--- DATA FOR THE TASK ---

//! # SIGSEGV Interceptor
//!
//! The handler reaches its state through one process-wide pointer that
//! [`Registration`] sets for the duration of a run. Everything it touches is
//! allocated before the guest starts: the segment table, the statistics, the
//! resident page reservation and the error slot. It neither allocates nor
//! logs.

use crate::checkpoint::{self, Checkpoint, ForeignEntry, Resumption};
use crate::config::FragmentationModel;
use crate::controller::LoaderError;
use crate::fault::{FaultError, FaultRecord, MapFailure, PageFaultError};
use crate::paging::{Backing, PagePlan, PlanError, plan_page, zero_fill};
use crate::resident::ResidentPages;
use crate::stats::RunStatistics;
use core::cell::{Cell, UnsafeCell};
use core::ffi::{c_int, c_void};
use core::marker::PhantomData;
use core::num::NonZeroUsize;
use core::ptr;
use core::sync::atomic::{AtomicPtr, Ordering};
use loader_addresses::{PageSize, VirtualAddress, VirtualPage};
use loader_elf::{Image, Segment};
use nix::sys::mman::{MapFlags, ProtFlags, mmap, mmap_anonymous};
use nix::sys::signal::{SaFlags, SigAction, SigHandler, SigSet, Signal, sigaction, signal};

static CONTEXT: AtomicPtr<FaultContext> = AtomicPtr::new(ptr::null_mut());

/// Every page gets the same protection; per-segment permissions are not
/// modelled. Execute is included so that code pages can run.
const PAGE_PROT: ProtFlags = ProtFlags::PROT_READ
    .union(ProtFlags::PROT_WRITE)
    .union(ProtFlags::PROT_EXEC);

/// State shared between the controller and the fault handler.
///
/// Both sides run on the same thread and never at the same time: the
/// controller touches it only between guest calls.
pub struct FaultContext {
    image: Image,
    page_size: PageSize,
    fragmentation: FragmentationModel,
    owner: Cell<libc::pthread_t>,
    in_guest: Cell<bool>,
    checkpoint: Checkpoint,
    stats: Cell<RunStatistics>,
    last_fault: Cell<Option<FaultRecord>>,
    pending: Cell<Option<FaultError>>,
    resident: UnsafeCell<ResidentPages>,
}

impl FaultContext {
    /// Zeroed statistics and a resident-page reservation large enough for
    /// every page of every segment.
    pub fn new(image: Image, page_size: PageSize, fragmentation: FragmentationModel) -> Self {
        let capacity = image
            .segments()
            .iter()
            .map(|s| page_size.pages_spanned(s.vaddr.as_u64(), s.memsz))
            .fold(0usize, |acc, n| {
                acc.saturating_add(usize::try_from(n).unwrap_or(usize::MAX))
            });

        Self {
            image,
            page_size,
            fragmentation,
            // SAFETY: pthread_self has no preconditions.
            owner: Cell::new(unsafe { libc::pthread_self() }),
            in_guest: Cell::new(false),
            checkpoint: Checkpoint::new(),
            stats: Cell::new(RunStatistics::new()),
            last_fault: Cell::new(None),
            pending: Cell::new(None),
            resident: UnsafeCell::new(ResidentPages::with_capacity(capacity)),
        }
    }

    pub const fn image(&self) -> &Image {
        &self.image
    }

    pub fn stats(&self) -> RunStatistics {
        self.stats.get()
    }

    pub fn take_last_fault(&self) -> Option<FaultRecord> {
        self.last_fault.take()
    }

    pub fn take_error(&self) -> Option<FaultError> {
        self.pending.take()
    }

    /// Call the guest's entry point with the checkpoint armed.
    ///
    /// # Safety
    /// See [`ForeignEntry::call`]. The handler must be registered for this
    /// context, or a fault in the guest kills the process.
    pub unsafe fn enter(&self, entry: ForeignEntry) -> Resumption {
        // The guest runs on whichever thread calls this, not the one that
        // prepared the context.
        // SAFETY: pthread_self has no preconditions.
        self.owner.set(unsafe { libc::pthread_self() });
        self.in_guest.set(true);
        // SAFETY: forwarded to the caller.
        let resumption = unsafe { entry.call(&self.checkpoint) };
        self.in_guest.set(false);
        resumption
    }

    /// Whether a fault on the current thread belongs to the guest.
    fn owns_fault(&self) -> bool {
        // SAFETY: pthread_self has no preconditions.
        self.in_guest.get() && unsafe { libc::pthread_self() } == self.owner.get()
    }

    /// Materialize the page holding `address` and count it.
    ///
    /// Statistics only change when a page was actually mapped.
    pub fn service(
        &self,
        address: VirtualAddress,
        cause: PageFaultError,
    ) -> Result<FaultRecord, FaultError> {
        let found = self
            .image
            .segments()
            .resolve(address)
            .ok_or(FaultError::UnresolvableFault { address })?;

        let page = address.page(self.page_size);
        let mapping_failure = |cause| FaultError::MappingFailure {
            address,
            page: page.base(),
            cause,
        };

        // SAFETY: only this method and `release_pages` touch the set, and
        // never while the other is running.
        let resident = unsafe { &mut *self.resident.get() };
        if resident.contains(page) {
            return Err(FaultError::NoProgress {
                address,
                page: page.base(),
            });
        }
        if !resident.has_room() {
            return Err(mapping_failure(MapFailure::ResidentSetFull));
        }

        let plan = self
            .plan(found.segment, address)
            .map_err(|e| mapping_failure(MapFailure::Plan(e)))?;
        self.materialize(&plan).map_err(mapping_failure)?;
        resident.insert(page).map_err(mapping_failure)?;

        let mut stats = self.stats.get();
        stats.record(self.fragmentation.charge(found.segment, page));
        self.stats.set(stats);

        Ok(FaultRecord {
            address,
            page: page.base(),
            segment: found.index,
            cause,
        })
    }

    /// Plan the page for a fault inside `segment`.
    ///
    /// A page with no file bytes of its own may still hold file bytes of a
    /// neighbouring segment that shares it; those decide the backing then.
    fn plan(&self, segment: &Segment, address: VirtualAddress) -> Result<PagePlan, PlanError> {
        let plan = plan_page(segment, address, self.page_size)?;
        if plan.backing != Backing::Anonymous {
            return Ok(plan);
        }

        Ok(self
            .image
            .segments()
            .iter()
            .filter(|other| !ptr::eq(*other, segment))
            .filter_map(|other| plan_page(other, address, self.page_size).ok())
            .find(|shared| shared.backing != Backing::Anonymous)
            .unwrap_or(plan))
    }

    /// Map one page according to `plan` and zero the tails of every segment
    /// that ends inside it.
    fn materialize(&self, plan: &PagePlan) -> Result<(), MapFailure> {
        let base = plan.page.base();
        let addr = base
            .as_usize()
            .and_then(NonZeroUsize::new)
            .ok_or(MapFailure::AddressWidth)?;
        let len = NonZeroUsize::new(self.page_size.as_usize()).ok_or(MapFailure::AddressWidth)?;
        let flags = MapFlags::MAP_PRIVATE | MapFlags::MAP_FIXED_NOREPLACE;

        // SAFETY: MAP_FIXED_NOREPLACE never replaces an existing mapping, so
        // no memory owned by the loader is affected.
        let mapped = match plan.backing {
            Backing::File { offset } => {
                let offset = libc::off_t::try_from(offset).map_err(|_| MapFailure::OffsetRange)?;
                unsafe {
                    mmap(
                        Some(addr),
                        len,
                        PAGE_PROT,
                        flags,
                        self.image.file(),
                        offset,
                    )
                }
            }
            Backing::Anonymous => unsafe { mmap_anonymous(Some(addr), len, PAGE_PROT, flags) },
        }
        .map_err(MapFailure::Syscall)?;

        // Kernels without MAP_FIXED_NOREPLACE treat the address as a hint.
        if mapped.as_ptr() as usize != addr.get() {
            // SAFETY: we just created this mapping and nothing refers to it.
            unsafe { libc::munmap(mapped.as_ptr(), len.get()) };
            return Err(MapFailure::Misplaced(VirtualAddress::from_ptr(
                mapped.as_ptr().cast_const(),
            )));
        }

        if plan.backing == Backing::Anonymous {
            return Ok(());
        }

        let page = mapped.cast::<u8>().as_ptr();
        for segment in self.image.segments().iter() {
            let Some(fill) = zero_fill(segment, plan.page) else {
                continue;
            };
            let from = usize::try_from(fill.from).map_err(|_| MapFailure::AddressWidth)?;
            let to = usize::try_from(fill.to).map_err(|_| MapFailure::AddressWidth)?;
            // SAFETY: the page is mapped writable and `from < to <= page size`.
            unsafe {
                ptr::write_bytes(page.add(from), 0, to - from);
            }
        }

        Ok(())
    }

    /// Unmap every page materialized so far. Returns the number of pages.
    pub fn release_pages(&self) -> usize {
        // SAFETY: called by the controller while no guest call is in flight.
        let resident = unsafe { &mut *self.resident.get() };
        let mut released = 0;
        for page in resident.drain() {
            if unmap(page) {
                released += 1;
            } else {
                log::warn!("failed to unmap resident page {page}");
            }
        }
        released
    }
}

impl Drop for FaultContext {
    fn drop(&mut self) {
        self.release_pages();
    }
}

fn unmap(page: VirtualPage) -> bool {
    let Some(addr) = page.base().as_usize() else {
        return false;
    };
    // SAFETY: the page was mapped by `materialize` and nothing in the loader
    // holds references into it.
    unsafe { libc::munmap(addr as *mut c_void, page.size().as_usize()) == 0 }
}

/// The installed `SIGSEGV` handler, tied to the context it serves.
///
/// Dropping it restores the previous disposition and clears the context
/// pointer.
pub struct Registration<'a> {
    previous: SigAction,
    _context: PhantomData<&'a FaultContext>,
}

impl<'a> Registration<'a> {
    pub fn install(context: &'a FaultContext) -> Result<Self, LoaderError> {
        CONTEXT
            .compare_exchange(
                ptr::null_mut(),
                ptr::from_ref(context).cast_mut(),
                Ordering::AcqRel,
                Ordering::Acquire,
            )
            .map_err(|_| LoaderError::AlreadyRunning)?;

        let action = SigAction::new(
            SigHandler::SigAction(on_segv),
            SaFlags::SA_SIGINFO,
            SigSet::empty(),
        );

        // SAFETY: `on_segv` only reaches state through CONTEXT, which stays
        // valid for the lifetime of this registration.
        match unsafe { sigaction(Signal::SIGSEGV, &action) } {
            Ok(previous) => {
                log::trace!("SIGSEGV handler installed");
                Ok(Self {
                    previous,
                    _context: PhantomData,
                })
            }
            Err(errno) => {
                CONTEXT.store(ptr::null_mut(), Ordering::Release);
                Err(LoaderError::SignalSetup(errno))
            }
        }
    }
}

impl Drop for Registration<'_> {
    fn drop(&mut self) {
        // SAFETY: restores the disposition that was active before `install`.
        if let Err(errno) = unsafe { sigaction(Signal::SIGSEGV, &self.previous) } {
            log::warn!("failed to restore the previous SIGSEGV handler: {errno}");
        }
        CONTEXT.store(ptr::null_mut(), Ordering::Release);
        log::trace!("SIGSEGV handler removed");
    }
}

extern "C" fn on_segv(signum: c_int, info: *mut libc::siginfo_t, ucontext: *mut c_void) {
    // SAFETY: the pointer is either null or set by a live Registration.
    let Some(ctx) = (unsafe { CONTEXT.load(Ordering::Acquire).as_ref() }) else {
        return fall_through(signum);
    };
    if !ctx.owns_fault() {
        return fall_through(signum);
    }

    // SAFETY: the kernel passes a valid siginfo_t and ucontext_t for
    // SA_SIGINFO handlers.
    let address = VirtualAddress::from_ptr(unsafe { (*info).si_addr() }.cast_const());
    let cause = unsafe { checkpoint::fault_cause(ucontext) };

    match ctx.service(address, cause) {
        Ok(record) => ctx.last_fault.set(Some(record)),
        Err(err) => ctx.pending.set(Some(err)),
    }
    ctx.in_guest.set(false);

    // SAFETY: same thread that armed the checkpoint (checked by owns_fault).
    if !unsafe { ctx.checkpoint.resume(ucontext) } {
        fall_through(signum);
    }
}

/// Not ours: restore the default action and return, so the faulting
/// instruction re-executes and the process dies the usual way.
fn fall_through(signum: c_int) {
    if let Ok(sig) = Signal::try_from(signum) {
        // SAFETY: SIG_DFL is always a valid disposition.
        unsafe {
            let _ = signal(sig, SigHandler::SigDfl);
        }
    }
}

---

Each line above holding the string "AtomicPtr" counts once; please report the total and nothing more.

--- RESPONSE TO THIS EXERCISE ---
2